## TRY IT
If a line of the data contains the word "smallest", it is counted; report how many such lines there are and nothing else.

╭─ RECORDS FOR THE EXERCISE

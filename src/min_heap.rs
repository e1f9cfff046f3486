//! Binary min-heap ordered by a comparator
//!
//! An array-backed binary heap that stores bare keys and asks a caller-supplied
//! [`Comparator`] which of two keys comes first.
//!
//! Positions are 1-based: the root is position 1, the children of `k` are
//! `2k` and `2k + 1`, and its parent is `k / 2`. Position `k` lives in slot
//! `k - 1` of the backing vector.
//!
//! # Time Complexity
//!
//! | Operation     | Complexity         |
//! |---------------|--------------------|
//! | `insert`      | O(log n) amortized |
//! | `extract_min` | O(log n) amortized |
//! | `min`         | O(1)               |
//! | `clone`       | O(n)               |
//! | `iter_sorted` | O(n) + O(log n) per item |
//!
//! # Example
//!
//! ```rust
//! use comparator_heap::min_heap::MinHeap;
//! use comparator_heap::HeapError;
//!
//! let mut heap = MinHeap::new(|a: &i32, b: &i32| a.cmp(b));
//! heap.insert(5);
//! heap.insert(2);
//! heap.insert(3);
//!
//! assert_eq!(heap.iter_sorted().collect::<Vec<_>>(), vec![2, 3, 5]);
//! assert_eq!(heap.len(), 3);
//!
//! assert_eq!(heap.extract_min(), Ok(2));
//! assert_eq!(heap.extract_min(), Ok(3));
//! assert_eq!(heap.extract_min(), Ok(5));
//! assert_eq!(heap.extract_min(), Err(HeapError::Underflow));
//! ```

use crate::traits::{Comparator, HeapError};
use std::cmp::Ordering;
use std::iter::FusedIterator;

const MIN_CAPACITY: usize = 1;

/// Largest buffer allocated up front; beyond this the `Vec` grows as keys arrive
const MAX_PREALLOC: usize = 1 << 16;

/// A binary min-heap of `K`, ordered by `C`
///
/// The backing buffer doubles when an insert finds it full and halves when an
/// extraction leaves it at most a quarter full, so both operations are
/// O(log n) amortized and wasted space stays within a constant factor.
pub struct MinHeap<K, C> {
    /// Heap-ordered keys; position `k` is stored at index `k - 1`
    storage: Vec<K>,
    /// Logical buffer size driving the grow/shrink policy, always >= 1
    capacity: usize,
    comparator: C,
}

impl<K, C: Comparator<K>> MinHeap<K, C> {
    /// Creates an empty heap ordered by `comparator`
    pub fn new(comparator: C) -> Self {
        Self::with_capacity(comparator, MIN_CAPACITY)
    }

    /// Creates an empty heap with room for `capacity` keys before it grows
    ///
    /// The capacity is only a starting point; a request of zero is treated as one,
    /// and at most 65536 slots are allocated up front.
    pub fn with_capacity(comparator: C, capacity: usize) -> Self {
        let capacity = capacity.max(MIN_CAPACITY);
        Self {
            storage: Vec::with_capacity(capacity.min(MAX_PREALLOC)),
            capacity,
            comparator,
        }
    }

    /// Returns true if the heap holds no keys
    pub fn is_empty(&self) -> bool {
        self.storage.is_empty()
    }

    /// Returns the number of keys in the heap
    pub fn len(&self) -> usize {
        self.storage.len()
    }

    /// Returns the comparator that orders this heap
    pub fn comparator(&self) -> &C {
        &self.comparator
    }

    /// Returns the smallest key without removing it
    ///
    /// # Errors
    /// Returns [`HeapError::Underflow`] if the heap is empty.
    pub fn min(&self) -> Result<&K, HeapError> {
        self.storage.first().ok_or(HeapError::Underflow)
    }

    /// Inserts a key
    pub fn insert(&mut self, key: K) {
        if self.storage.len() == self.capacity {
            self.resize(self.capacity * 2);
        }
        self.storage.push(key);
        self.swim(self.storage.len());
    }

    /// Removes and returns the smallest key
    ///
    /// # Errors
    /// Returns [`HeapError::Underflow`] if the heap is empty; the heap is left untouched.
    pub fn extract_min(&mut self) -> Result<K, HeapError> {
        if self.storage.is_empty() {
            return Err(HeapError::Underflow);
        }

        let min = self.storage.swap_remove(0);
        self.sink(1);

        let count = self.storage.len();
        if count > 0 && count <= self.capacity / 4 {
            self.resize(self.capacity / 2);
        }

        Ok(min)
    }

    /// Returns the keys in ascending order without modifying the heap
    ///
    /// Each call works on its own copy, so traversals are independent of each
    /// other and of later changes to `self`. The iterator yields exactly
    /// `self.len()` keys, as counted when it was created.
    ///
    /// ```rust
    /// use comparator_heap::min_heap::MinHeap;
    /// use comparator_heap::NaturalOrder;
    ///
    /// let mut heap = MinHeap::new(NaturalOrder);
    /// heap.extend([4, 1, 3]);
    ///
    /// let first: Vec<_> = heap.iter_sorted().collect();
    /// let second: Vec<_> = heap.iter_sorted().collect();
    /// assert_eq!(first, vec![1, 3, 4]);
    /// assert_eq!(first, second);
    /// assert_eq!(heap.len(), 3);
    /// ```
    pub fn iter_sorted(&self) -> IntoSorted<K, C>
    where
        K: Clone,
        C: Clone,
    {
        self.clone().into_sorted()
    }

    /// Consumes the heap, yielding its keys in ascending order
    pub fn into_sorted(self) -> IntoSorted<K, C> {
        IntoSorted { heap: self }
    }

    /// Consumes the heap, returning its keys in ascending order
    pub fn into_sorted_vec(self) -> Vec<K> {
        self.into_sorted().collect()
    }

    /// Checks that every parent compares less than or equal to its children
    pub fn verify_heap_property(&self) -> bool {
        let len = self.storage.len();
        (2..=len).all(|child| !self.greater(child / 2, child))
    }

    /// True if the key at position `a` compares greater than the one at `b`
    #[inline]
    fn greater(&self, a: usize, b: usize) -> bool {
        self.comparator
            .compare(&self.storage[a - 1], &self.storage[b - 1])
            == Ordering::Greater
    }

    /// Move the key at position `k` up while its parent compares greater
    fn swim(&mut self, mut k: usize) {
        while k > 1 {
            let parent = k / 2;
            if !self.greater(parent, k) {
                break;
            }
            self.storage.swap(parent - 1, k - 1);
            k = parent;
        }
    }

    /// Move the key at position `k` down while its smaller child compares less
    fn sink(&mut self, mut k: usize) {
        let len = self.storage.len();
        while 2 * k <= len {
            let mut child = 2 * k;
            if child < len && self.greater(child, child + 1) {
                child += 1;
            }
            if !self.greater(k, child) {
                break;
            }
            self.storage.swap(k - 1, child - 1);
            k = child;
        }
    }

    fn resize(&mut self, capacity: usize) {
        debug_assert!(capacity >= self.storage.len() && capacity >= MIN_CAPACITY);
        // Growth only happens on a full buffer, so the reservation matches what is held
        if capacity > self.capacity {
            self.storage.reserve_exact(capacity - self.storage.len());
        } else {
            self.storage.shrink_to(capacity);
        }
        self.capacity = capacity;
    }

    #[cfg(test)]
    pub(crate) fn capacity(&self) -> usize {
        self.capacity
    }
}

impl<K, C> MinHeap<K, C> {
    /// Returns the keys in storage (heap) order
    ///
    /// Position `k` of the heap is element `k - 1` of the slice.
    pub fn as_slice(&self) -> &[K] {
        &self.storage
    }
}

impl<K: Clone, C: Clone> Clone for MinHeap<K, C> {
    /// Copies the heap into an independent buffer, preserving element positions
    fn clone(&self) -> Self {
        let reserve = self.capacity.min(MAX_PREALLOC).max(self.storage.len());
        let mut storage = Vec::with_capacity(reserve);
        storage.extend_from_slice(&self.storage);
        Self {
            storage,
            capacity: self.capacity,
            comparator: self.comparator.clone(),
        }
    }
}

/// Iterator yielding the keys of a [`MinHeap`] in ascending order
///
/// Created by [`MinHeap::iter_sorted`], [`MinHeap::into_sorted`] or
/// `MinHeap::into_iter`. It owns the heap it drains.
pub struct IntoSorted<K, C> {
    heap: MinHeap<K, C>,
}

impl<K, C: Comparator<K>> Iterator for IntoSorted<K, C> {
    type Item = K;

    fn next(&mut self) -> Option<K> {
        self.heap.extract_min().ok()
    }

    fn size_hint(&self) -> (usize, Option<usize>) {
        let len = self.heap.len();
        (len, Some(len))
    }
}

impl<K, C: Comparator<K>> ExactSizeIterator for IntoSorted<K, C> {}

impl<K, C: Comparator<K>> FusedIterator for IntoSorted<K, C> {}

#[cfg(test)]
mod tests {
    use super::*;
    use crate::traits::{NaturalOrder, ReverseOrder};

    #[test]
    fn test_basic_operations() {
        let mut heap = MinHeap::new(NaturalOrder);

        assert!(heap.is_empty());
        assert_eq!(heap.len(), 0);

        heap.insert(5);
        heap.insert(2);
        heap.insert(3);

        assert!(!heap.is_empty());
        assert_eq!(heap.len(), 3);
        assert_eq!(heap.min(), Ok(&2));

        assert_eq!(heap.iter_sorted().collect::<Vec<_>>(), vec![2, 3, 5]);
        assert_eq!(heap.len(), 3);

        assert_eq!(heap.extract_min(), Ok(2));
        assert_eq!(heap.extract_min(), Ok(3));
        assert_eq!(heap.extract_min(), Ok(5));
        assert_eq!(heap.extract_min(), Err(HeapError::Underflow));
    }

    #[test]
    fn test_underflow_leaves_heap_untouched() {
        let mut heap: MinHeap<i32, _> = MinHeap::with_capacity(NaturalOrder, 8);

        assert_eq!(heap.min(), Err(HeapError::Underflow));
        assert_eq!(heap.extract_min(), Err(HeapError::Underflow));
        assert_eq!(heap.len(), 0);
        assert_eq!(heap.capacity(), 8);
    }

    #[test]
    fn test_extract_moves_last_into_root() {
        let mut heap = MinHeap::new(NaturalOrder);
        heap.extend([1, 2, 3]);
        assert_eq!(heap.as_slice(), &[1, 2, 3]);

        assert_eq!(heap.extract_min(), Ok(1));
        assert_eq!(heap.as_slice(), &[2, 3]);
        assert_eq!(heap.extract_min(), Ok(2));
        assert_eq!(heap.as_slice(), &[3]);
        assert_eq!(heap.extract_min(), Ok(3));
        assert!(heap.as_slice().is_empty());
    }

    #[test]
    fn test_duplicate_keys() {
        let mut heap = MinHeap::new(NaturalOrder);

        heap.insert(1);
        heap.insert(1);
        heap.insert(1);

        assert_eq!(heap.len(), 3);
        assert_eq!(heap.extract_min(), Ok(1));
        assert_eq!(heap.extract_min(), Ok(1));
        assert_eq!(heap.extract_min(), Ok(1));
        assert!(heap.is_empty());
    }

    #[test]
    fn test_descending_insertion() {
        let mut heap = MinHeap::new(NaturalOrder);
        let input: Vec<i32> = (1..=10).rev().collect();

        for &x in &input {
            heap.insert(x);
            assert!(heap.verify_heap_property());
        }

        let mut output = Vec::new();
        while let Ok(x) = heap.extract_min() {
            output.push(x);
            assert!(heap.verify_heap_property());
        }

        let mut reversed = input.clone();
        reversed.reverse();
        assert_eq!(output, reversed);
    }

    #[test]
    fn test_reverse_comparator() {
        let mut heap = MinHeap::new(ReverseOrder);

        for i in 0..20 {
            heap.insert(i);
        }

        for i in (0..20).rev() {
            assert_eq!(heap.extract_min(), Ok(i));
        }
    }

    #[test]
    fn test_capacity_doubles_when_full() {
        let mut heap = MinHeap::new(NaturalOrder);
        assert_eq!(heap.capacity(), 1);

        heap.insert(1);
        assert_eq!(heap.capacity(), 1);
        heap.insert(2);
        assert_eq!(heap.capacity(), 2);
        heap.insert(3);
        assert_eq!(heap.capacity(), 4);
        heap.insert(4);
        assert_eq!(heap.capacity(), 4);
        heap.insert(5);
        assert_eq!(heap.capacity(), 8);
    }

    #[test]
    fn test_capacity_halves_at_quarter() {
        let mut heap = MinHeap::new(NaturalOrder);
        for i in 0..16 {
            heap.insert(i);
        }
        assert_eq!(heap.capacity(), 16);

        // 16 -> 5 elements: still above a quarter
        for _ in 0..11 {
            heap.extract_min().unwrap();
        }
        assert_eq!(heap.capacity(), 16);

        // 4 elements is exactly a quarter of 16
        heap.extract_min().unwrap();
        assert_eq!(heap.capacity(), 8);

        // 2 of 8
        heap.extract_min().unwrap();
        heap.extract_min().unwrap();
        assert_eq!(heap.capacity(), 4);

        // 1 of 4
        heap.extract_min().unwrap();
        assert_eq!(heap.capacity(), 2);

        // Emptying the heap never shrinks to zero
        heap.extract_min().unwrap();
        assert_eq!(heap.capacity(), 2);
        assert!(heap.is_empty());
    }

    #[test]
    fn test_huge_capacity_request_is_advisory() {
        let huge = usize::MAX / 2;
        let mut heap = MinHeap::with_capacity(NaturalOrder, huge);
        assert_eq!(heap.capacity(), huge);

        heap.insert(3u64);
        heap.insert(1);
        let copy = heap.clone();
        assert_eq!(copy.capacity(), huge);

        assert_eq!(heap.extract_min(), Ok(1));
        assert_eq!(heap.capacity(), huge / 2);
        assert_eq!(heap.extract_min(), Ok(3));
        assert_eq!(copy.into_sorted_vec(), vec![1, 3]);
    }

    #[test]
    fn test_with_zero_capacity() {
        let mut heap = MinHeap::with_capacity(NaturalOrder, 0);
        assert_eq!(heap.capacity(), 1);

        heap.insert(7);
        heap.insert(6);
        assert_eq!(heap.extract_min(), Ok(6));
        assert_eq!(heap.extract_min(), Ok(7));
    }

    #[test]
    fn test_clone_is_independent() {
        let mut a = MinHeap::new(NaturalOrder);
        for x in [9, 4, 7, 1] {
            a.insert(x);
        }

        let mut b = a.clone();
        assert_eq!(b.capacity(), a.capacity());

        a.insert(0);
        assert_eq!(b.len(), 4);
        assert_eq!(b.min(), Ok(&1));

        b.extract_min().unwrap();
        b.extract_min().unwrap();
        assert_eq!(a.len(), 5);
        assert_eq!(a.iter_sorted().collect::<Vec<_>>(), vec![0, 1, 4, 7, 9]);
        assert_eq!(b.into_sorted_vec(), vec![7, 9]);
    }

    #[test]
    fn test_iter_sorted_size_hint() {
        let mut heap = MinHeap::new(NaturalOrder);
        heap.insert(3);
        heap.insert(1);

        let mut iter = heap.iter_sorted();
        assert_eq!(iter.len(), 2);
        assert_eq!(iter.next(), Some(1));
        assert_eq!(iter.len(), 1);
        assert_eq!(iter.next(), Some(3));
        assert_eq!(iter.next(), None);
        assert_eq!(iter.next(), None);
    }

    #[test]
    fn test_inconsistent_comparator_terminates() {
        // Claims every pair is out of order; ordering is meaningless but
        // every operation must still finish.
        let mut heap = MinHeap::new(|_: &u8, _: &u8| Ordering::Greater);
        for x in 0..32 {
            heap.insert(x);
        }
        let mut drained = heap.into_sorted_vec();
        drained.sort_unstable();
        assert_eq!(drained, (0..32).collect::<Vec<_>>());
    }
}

╰─

## EXPECTED OUTPUT
2